The Pears were locally prominent, socially and even politically, and exerted influence as employers.
 
Edith Pears drove an ambulance, and later joined the Women’s Royal Naval Service (formed in 1916).
She did indeed; but according to her ET bio, once she changed to the WRNS, Edith drove a cab ferrying high-ranking Royal Naval officials to and from their clubs. At the time she shared a flat with a Norah Crowe, daughter of a family friend; it was Norah's brother D V Crowe who became Edith's second husband and it is his background that I have an interest in.

Back in 1968, as a 12-year old I was travelling in and around the tea plantations near Ootacamund, India, where some British planters had lived back during the Raj. There were remnants of a few coffee estates nearby and I learned at the time that a Crowe family of Woodcut Grove in Sussex, had coffee and cotton plantations throughout that area during the Raj, extending into Ceylon (now better known for its tea). I wonder if Edith Pears' second husband D V Crowe, an electrical engineer turned tea planter in Travancore (which was in the same area belt controlled by the Crowes of Woodcut Grove), was a relative. The whole area came under what was then the Madras Presidency and until the early 1980s, many Indian old-timers from Travellers' Bungalows in that region used to tell old stories and even show old photographs about the Crowe family who lived there during the Raj and made an impression; but I don't remember anyone mentioning a Titanic connection.
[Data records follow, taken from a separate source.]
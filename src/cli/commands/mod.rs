//! Command implementations for the CLI.

pub mod convert;
pub mod resolve;
pub mod show;
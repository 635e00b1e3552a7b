//! Compact timestamped logging for the engine and the CLI.
//!
//! The library only emits `tracing` events; installing a subscriber is left
//! to the host. The `confkit` binary calls [`init_with_config`] at startup.
//!
//! # Configuration
//!
//! ```toml
//! [logging]
//! default = "warn"     # quiet by default
//!
//! [logging.modules]
//! "confkit::watcher" = "debug"
//! ```
//!
//! `RUST_LOG` takes precedence over config:
//! ```bash
//! RUST_LOG=debug confkit show settings.yml
//! RUST_LOG=confkit::registry=trace confkit resolve "config/app.{ext}"
//! ```

use std::sync::Once;
use tracing_subscriber::fmt::time::FormatTime;
use tracing_subscriber::layer::SubscriberExt;
use tracing_subscriber::util::SubscriberInitExt;
use tracing_subscriber::{EnvFilter, Layer};

use crate::settings::LoggingConfig;

static INIT: Once = Once::new();

/// Compact time format: HH:MM:SS.mmm
struct CompactTime;

impl FormatTime for CompactTime {
    fn format_time(&self, w: &mut tracing_subscriber::fmt::format::Writer<'_>) -> std::fmt::Result {
        write!(w, "{}", chrono::Local::now().format("%H:%M:%S%.3f"))
    }
}

/// Build the filter directive string from config.
fn filter_directives(config: &LoggingConfig) -> String {
    let mut directives = config.default.clone();
    for (module, level) in &config.modules {
        directives.push_str(&format!(",{module}={level}"));
    }
    directives
}

/// Initialize logging with configuration.
///
/// Only the first call takes effect. `RUST_LOG` wins over `config`.
pub fn init_with_config(config: &LoggingConfig) {
    INIT.call_once(|| {
        let filter = if std::env::var("RUST_LOG").is_ok() {
            EnvFilter::from_default_env()
        } else {
            EnvFilter::new(filter_directives(config))
        };

        let fmt_layer = tracing_subscriber::fmt::layer()
            .with_target(true)
            .with_timer(CompactTime)
            .with_level(true)
            .with_writer(std::io::stderr)
            .with_filter(filter);

        // A host may already have installed a global subscriber.
        let _ = tracing_subscriber::registry().with(fmt_layer).try_init();
    });
}

/// Lifecycle event at `info`: registrations, format migrations, reloads.
///
/// ```ignore
/// log_event!("registry", "migrated format", "{} -> {}", from, to);
/// ```
#[macro_export]
macro_rules! log_event {
    ($component:expr, $event:expr, $($arg:tt)*) => {
        tracing::info!("[{}] {}: {}", $component, $event, format_args!($($arg)*))
    };
}

/// Bookkeeping event at `debug`: watches, writes, coalesced requests.
#[macro_export]
macro_rules! debug_event {
    ($component:expr, $event:expr) => {
        tracing::debug!("[{}] {}", $component, $event)
    };
    ($component:expr, $event:expr, $($arg:tt)*) => {
        tracing::debug!("[{}] {}: {}", $component, $event, format_args!($($arg)*))
    };
}

#[cfg(test)]
mod tests {
    use super::*;
    use indexmap::IndexMap;

    #[test]
    fn test_filter_directives_include_modules() {
        let mut modules = IndexMap::new();
        modules.insert("confkit::watcher".to_string(), "debug".to_string());
        let config = LoggingConfig {
            default: "warn".to_string(),
            modules,
        };
        assert_eq!(filter_directives(&config), "warn,confkit::watcher=debug");
    }

    #[test]
    fn test_init_is_repeatable() {
        let config = LoggingConfig::default();
        init_with_config(&config);
        init_with_config(&config);
    }
}
//! Native directory watches and the observer thread.
//!
//! One `notify::RecommendedWatcher` serves every watched directory. Its
//! callback only forwards events into a channel; a dedicated observer thread
//! blocks on that channel and hands each changed path to an [`EventSink`].
//! The sink must return quickly, so slow work belongs on the reload worker.

use std::path::Path;
use std::sync::Arc;
use std::sync::atomic::{AtomicBool, Ordering};
use std::thread::{self, JoinHandle};

use crossbeam_channel::{Receiver, Sender};
use notify::{Event, EventKind, RecommendedWatcher, RecursiveMode, Watcher};
use parking_lot::Mutex;

use super::dir_registry::DirRegistry;
use super::error::WatchError;

/// Receives changed paths from the observer thread.
pub trait EventSink: Send + Sync + 'static {
    fn on_change(&self, path: &Path);
}

enum Signal {
    Fs(notify::Result<Event>),
    Shutdown,
}

/// Directory watch subscriptions plus the observer thread that drains them.
pub struct WatchService {
    watcher: Mutex<Option<RecommendedWatcher>>,
    dirs: Mutex<DirRegistry>,
    signals: Sender<Signal>,
    observer: Mutex<Option<JoinHandle<()>>>,
    stopped: AtomicBool,
}

impl WatchService {
    /// Create the native watcher and spawn the observer thread.
    pub fn start(sink: Arc<dyn EventSink>) -> Result<Self, WatchError> {
        let (signals, rx) = crossbeam_channel::unbounded();

        let forward = signals.clone();
        let watcher = notify::recommended_watcher(move |res: notify::Result<Event>| {
            let _ = forward.send(Signal::Fs(res));
        })?;

        let observer = thread::Builder::new()
            .name("confkit-observer".to_string())
            .spawn(move || observe(rx, sink))
            .map_err(|e| WatchError::SpawnFailed {
                thread: "observer",
                reason: e.to_string(),
            })?;

        crate::debug_event!("watcher", "started");
        Ok(Self {
            watcher: Mutex::new(Some(watcher)),
            dirs: Mutex::new(DirRegistry::new()),
            signals,
            observer: Mutex::new(Some(observer)),
            stopped: AtomicBool::new(false),
        })
    }

    /// Watch the directory containing `file`, installing the native watch on
    /// first use.
    pub fn watch_file(&self, file: &Path) -> Result<(), WatchError> {
        let mut dirs = self.dirs.lock();
        let Some(dir) = dirs.acquire(file) else {
            return Ok(());
        };

        let mut watcher = self.watcher.lock();
        let Some(watcher) = watcher.as_mut() else {
            dirs.forget(&dir);
            return Err(WatchError::ChannelClosed);
        };
        match watcher.watch(&dir, RecursiveMode::NonRecursive) {
            Ok(()) => {
                crate::debug_event!("watcher", "watching", "{}", dir.display());
                Ok(())
            }
            Err(e) => {
                dirs.forget(&dir);
                Err(WatchError::PathWatchFailed {
                    path: dir,
                    reason: e.to_string(),
                })
            }
        }
    }

    /// Release one file; the directory watch goes away with its last file.
    pub fn unwatch_file(&self, file: &Path) {
        let mut dirs = self.dirs.lock();
        let Some(dir) = dirs.release(file) else {
            return;
        };
        if let Some(watcher) = self.watcher.lock().as_mut() {
            match watcher.unwatch(&dir) {
                Ok(()) => crate::debug_event!("watcher", "unwatched", "{}", dir.display()),
                Err(e) => tracing::debug!("[watcher] unwatch {} failed: {e}", dir.display()),
            }
        }
    }

    pub fn is_watching(&self, dir: &Path) -> bool {
        self.dirs.lock().contains(dir)
    }

    pub fn watched_dirs(&self) -> usize {
        self.dirs.lock().dir_count()
    }

    /// Stop the observer thread. Events arriving afterwards are ignored.
    pub fn stop(&self) {
        if self.stopped.swap(true, Ordering::SeqCst) {
            return;
        }
        let _ = self.signals.send(Signal::Shutdown);

        if let Some(handle) = self.observer.lock().take() {
            // A sink running on the observer itself cannot join it; the loop
            // exits once the current event returns.
            if handle.thread().id() != thread::current().id() && handle.join().is_err() {
                tracing::error!("[watcher] observer thread panicked");
            }
        }
    }

    /// Close the native watch handle and forget every directory.
    pub fn close(&self) {
        if self.watcher.lock().take().is_some() {
            crate::debug_event!("watcher", "closed");
        }
        self.dirs.lock().clear();
    }

    /// Stop the observer and close the native watch. Idempotent.
    pub fn shutdown(&self) {
        self.stop();
        self.close();
    }
}

impl Drop for WatchService {
    fn drop(&mut self) {
        self.shutdown();
    }
}

fn observe(rx: Receiver<Signal>, sink: Arc<dyn EventSink>) {
    for signal in rx.iter() {
        match signal {
            Signal::Shutdown => break,
            Signal::Fs(Ok(event)) => {
                if matches!(event.kind, EventKind::Access(_)) {
                    continue;
                }
                for path in &event.paths {
                    sink.on_change(path);
                }
            }
            Signal::Fs(Err(e)) => {
                tracing::warn!("[watcher] file watch error: {e}");
            }
        }
    }
}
By the time I became an ET member, learned about Edith Pears and her eventual marriage into the Crowe family, those Indian old-timers were all long gone.

Edith's first child from her second marriage, Sheila Crowe, was definitely born in Travancore in 1920 but the son, Frank in Surrey UK, according to ET. So, it looks like the former Edith Pears spent at least a few years in southern India before returning to the UK.